Ladies of Leisure
|Ladies of Leisure|
original newspaper advertisement
|Directed by||Frank Capra|
|Screenplay by||Jo Swerling|
|Based on||Ladies of the Evening
by Milton Herbert Gropper
|Music by||Mischa Bakaleinikoff (uncredited)|
|Edited by||Maurice Wright|
|Distributed by||Columbia Pictures|
Ladies of Leisure is a 1930 American pre-Code romantic drama film directed by Frank Capra and starring Barbara Stanwyck and Ralph Graves. The screenplay by Jo Swerling is based on the 1924 play Ladies of the Evening by Milton Herbert Gropper, which ran for 159 performances on Broadway.
The film is about an artist from a wealthy family who hires a "party girl" as his model. As they get to know each other, the girl begins to regret her past, and the two fall in love, but they must face his family's strong opposition to their union. Ladies of Leisure received generally positive reviews, and Stanwyck's performance was praised by critics. The success of the film made Stanwyck a star.

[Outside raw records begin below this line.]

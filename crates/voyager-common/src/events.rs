//! Kubernetes Event recording for the Voyager controller.
//!
//! Provides a trait-based abstraction over `kube::runtime::events::Recorder`
//! so the controller can emit standard Kubernetes Events visible via
//! `kubectl describe ingress.voyager.appscode.com`.
//!
//! Events are **fire-and-forget**: failures are logged as warnings and never
//! propagate errors. A failed event must never break reconciliation.

use async_trait::async_trait;
use k8s_openapi::api::core::v1::ObjectReference;
use kube::runtime::events::{EventType, Recorder, Reporter};
use kube::Client;
use tracing::warn;

/// Trait for publishing Kubernetes Events.
#[async_trait]
pub trait EventPublisher: Send + Sync {
    /// Publish a Kubernetes Event on the given resource.
    ///
    /// # Arguments
    ///
    /// * `resource_ref` - The Kubernetes object this event is about
    /// * `type_` - Normal or Warning
    /// * `reason` - Machine-readable reason string (e.g. "CompilationFailed")
    /// * `action` - What action was taken (e.g. "Reconcile")
    /// * `note` - Optional human-readable message
    async fn publish(
        &self,
        resource_ref: &ObjectReference,
        type_: EventType,
        reason: &str,
        action: &str,
        note: Option<String>,
    );
}

/// Production implementation wrapping `kube::runtime::events::Recorder`.
pub struct KubeEventPublisher {
    recorder: Recorder,
}

impl KubeEventPublisher {
    /// Create a new publisher for the given controller name.
    ///
    /// The controller name appears as the "reportingComponent" on Events.
    pub fn new(client: Client, controller_name: &str) -> Self {
        let reporter = Reporter {
            controller: controller_name.to_string(),
            instance: std::env::var("POD_NAME").ok(),
        };
        Self {
            recorder: Recorder::new(client, reporter),
        }
    }
}

#[async_trait]
impl EventPublisher for KubeEventPublisher {
    async fn publish(
        &self,
        resource_ref: &ObjectReference,
        type_: EventType,
        reason: &str,
        action: &str,
        note: Option<String>,
    ) {
        let event = kube::runtime::events::Event {
            type_,
            reason: reason.to_string(),
            note,
            action: action.to_string(),
            secondary: None,
        };
        if let Err(e) = self.recorder.publish(&event, resource_ref).await {
            warn!(
                reason,
                action,
                error = %e,
                "Failed to publish Kubernetes event"
            );
        }
    }
}

/// No-op implementation for tests.
pub struct NoopEventPublisher;

#[async_trait]
impl EventPublisher for NoopEventPublisher {
    async fn publish(
        &self,
        _resource_ref: &ObjectReference,
        _type_: EventType,
        _reason: &str,
        _action: &str,
        _note: Option<String>,
    ) {
    }
}

/// Well-known event reason strings.
///
/// These appear in `kubectl get events` under the REASON column.
pub mod reasons {
    /// The ingress could not be compiled into an HAProxy config
    pub const COMPILATION_FAILED: &str = "CompilationFailed";
    /// A referenced Service, Secret or ConfigMap is missing
    pub const REFERENCE_MISSING: &str = "ReferenceMissing";
    /// A new HAProxy config was rendered and applied
    pub const CONFIG_UPDATED: &str = "ConfigUpdated";
    /// An offshoot deleted out-of-band was recreated
    pub const OFFSHOOT_RESTORED: &str = "OffshootRestored";
    /// Offshoots were removed after the ingress was deleted
    pub const OFFSHOOTS_DELETED: &str = "OffshootsDeleted";
}

/// Well-known event action strings.
///
/// These appear in `kubectl get events` under the ACTION column.
pub mod actions {
    /// Standard reconciliation loop
    pub const RECONCILE: &str = "Reconcile";
    /// Compiling the ingress into HAProxy config
    pub const COMPILE: &str = "Compile";
    /// Applying offshoot objects
    pub const APPLY: &str = "Apply";
    /// Deleting offshoot objects
    pub const DELETE: &str = "Delete";
}
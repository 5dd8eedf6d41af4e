//! Operator-wide settings shared by every reconciliation

use std::time::Duration;

use kube::ResourceExt;

use voyager_common::crd::Ingress;
use voyager_common::INGRESS_CLASS_ANNOTATION;

/// Default HAProxy image run by the offshoot workload
pub const DEFAULT_HAPROXY_IMAGE: &str = "haproxy:2.9-alpine";
/// Default interval between resyncs of a Synced ingress
pub const DEFAULT_RESYNC_PERIOD: Duration = Duration::from_secs(300);
/// Default upper bound for one reconciliation pass
pub const DEFAULT_RECONCILE_TIMEOUT: Duration = Duration::from_secs(120);

/// Settings the operator binary collects from flags and environment
#[derive(Clone, Debug, PartialEq, Eq)]
pub struct OperatorConfig {
    /// Image for the HAProxy container
    pub haproxy_image: String,
    /// Cloud provider (`aws`, `gce`, ...), used for provider-specific Service annotations
    pub cloud_provider: Option<String>,
    /// Only handle ingresses annotated with this class; `None` handles all
    pub ingress_class: Option<String>,
    /// Restrict watches to one namespace; `None` watches all namespaces
    pub watch_namespace: Option<String>,
    /// Create a ServiceAccount, Role and RoleBinding per ingress
    pub enable_rbac: bool,
    /// Delete offshoots when their ingress is deleted
    pub cleanup_offshoots: bool,
    pub resync_period: Duration,
    pub reconcile_timeout: Duration,
}

impl Default for OperatorConfig {
    fn default() -> Self {
        Self {
            haproxy_image: DEFAULT_HAPROXY_IMAGE.to_string(),
            cloud_provider: None,
            ingress_class: None,
            watch_namespace: None,
            enable_rbac: true,
            cleanup_offshoots: true,
            resync_period: DEFAULT_RESYNC_PERIOD,
            reconcile_timeout: DEFAULT_RECONCILE_TIMEOUT,
        }
    }
}

impl OperatorConfig {
    /// Whether this operator instance is responsible for `ingress`
    pub fn accepts(&self, ingress: &Ingress) -> bool {
        match self.ingress_class.as_deref().filter(|c| !c.is_empty()) {
            None => true,
            Some(class) => {
                ingress.annotations().get(INGRESS_CLASS_ANNOTATION).map(String::as_str)
                    == Some(class)
            }
        }
    }

    /// Whether the configured cloud provider is `provider`
    pub fn is_provider(&self, provider: &str) -> bool {
        self.cloud_provider
            .as_deref()
            .is_some_and(|p| p.eq_ignore_ascii_case(provider))
    }
}
#![cfg_attr(feature = "fail-on-warnings", deny(warnings))]
#![warn(clippy::all, clippy::pedantic, clippy::nursery, clippy::cargo)]
#![allow(clippy::multiple_crate_versions, clippy::cargo_common_metadata)]

//! Terminal output for the snow-cover tools.
//!
//! [`IndicatifProgress`] renders [`ProgressCallback`] updates as
//! `indicatif` bars, and [`init_logger`] routes `log` output through
//! `indicatif-log-bridge` so log lines do not tear the bars, optionally
//! copying it to a JSON-lines file.

use std::fs::{File, OpenOptions};
use std::io::Write as _;
use std::path::Path;
use std::sync::{Arc, Mutex};
use std::time::Duration;

use chrono::SecondsFormat;
use indicatif::{ProgressBar, ProgressStyle};
use log::{LevelFilter, Log, Metadata, Record};
use snow_cover_source::progress::ProgressCallback;

pub use indicatif::MultiProgress;

/// An `indicatif` [`ProgressBar`] behind [`ProgressCallback`].
pub struct IndicatifProgress {
    bar: ProgressBar,
    /// Style used once the number of files is known.
    bar_style: ProgressStyle,
}

impl IndicatifProgress {
    /// A bar counting files for one source and stage. Spins until
    /// [`ProgressCallback::set_total`] reports how many files there are.
    #[must_use]
    pub fn files_bar(multi: &MultiProgress, message: &str) -> Arc<dyn ProgressCallback> {
        let bar = multi.add(ProgressBar::new_spinner());
        bar.enable_steady_tick(Duration::from_millis(100));
        bar.set_style(
            ProgressStyle::with_template("{spinner:.cyan} {msg}")
                .unwrap_or_else(|_| ProgressStyle::default_spinner()),
        );
        bar.set_message(message.to_string());

        let bar_style = ProgressStyle::with_template(
            "  {prefix} {wide_bar:.cyan/dim} {pos}/{len} [{elapsed_precise}] {msg}",
        )
        .unwrap_or_else(|_| ProgressStyle::default_bar())
        .progress_chars("##-");
        bar.set_prefix(message.to_string());

        Arc::new(Self { bar, bar_style })
    }
}

impl ProgressCallback for IndicatifProgress {
    fn set_total(&self, total: u64) {
        self.bar.set_length(total);
        self.bar.set_position(0);
        self.bar.set_style(self.bar_style.clone());
    }

    fn inc(&self, delta: u64) {
        self.bar.inc(delta);
    }

    fn set_message(&self, msg: String) {
        self.bar.set_message(msg);
    }

    fn finish(&self, msg: String) {
        self.bar.finish_with_message(msg);
    }
}

/// Default location of the JSON-lines log file.
pub const DEFAULT_LOG_FILE: &str = "logs/app.log";

/// Initializes the global logger wrapped in `indicatif-log-bridge`.
///
/// The console filter comes from `RUST_LOG` and defaults to `info`. When
/// `log_file` is given, every record at `info` and above (and `debug` from
/// the snow-cover crates) is also appended to it as one JSON object per
/// line. Returns the [`MultiProgress`] that progress bars must be added to.
#[must_use]
pub fn init_logger(log_file: Option<&Path>) -> MultiProgress {
    let multi = MultiProgress::new();

    let console = pretty_env_logger::formatted_builder()
        .filter_level(log::LevelFilter::Info)
        .parse_env("RUST_LOG")
        .build();
    let console_level = console.filter();

    let (file, file_error) = match log_file.map(JsonLinesLogger::open).transpose() {
        Ok(file) => (file, None),
        Err(e) => (None, Some(e)),
    };
    let level = if file.is_some() {
        console_level.max(JsonLinesLogger::LEVEL)
    } else {
        console_level
    };

    indicatif_log_bridge::LogWrapper::new(multi.clone(), TeeLogger { console, file })
        .try_init()
        .ok(); // already set in tests

    log::set_max_level(level);

    if let (Some(path), Some(e)) = (log_file, file_error) {
        log::warn!("Not writing log file {}: {e}", path.display());
    }

    multi
}

/// Sends each record to the console logger and, if present, the log file.
struct TeeLogger<C> {
    console: C,
    file: Option<JsonLinesLogger>,
}

impl<C: Log> Log for TeeLogger<C> {
    fn enabled(&self, metadata: &Metadata<'_>) -> bool {
        self.console.enabled(metadata) || self.file.as_ref().is_some_and(|f| f.enabled(metadata))
    }

    fn log(&self, record: &Record<'_>) {
        if self.console.enabled(record.metadata()) {
            self.console.log(record);
        }
        if let Some(file) = &self.file {
            file.log(record);
        }
    }

    fn flush(&self) {
        self.console.flush();
        if let Some(file) = &self.file {
            file.flush();
        }
    }
}

/// Appends records to a file as JSON lines with `timestamp`, `level`,
/// `logger` and `message` keys.
struct JsonLinesLogger {
    file: Mutex<File>,
}

impl JsonLinesLogger {
    /// Most verbose level written for the snow-cover crates.
    const LEVEL: LevelFilter = LevelFilter::Debug;

    fn open(path: &Path) -> std::io::Result<Self> {
        if let Some(parent) = path.parent()
            && !parent.as_os_str().is_empty()
        {
            std::fs::create_dir_all(parent)?;
        }
        let file = OpenOptions::new().create(true).append(true).open(path)?;

        Ok(Self {
            file: Mutex::new(file),
        })
    }

    fn line(record: &Record<'_>) -> String {
        serde_json::json!({
            "timestamp": chrono::Local::now().to_rfc3339_opts(SecondsFormat::Millis, false),
            "level": record.level().as_str(),
            "logger": record.target(),
            "message": record.args().to_string(),
        })
        .to_string()
    }
}

impl Log for JsonLinesLogger {
    fn enabled(&self, metadata: &Metadata<'_>) -> bool {
        let max = if metadata.target().starts_with("snow_cover") {
            Self::LEVEL
        } else {
            LevelFilter::Info
        };
        metadata.level() <= max
    }

    fn log(&self, record: &Record<'_>) {
        if !self.enabled(record.metadata()) {
            return;
        }
        let line = Self::line(record);
        if let Ok(mut file) = self.file.lock() {
            let _ = writeln!(file, "{line}");
        }
    }

    fn flush(&self) {
        if let Ok(mut file) = self.file.lock() {
            let _ = file.flush();
        }
    }
}

#[cfg(test)]
mod tests {
    use super::*;

    fn record_lines(path: &Path) -> Vec<serde_json::Value> {
        std::fs::read_to_string(path)
            .unwrap()
            .lines()
            .map(|line| serde_json::from_str(line).unwrap())
            .collect()
    }

    #[test]
    fn file_sink_writes_one_json_object_per_record() {
        let tmp = tempfile::tempdir().unwrap();
        let path = tmp.path().join("logs/app.log");
        let logger = JsonLinesLogger::open(&path).unwrap();

        logger.log(
            &Record::builder()
                .level(log::Level::Info)
                .target("snow_cover_source::ndsi")
                .args(format_args!("Successfully downloaded 3 of 5 NDSI files."))
                .build(),
        );
        logger.log(
            &Record::builder()
                .level(log::Level::Error)
                .target("snow_cover_convert")
                .args(format_args!("No .dat files found"))
                .build(),
        );
        logger.flush();

        let lines = record_lines(&path);
        assert_eq!(lines.len(), 2);
        assert_eq!(lines[0]["level"], "INFO");
        assert_eq!(lines[0]["logger"], "snow_cover_source::ndsi");
        assert_eq!(lines[0]["message"], "Successfully downloaded 3 of 5 NDSI files.");
        assert!(lines[0]["timestamp"].as_str().is_some_and(|t| !t.is_empty()));
        assert_eq!(lines[1]["level"], "ERROR");
    }

    #[test]
    fn file_sink_appends_across_runs() {
        let tmp = tempfile::tempdir().unwrap();
        let path = tmp.path().join("app.log");
        let record = |message| {
            let logger = JsonLinesLogger::open(&path).unwrap();
            logger.log(
                &Record::builder()
                    .level(log::Level::Warn)
                    .target("snow_cover_ingest")
                    .args(format_args!("{message}"))
                    .build(),
            );
        };

        record("first");
        record("second");

        let messages: Vec<_> = record_lines(&path)
            .into_iter()
            .map(|line| line["message"].as_str().unwrap().to_string())
            .collect();
        assert_eq!(messages, ["first", "second"]);
    }

    #[test]
    fn third_party_debug_stays_out_of_the_file() {
        let tmp = tempfile::tempdir().unwrap();
        let path = tmp.path().join("app.log");
        let logger = JsonLinesLogger::open(&path).unwrap();

        logger.log(
            &Record::builder()
                .level(log::Level::Debug)
                .target("hyper_util::client")
                .args(format_args!("connecting"))
                .build(),
        );
        logger.log(
            &Record::builder()
                .level(log::Level::Debug)
                .target("snow_cover_source::download")
                .args(format_args!("hop"))
                .build(),
        );

        let lines = record_lines(&path);
        assert_eq!(lines.len(), 1);
        assert_eq!(lines[0]["message"], "hop");
    }
}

Aspiring artist Jerry Strong (Ralph Graves), the son of a wealthy railroad tycoon, sneaks out of a party he allowed his friend Bill Standish (Lowell Sherman) to hold at his New York penthouse apartment and studio. While out driving in the country, Jerry meets self-described "party girl" Kay Arnold (Barbara Stanwyck), who is escaping from another party aboard a yacht, and gives her a ride back to the city. He sees something in her and offers her a job as his model for a painting titled "Hope". In their first session, Jerry wipes off her makeup to try to bring out her true nature. Perpetual partier and drunkard Standish thinks Kay looks fine just the way she is and invites her on a cruise to Havana. She declines his offer.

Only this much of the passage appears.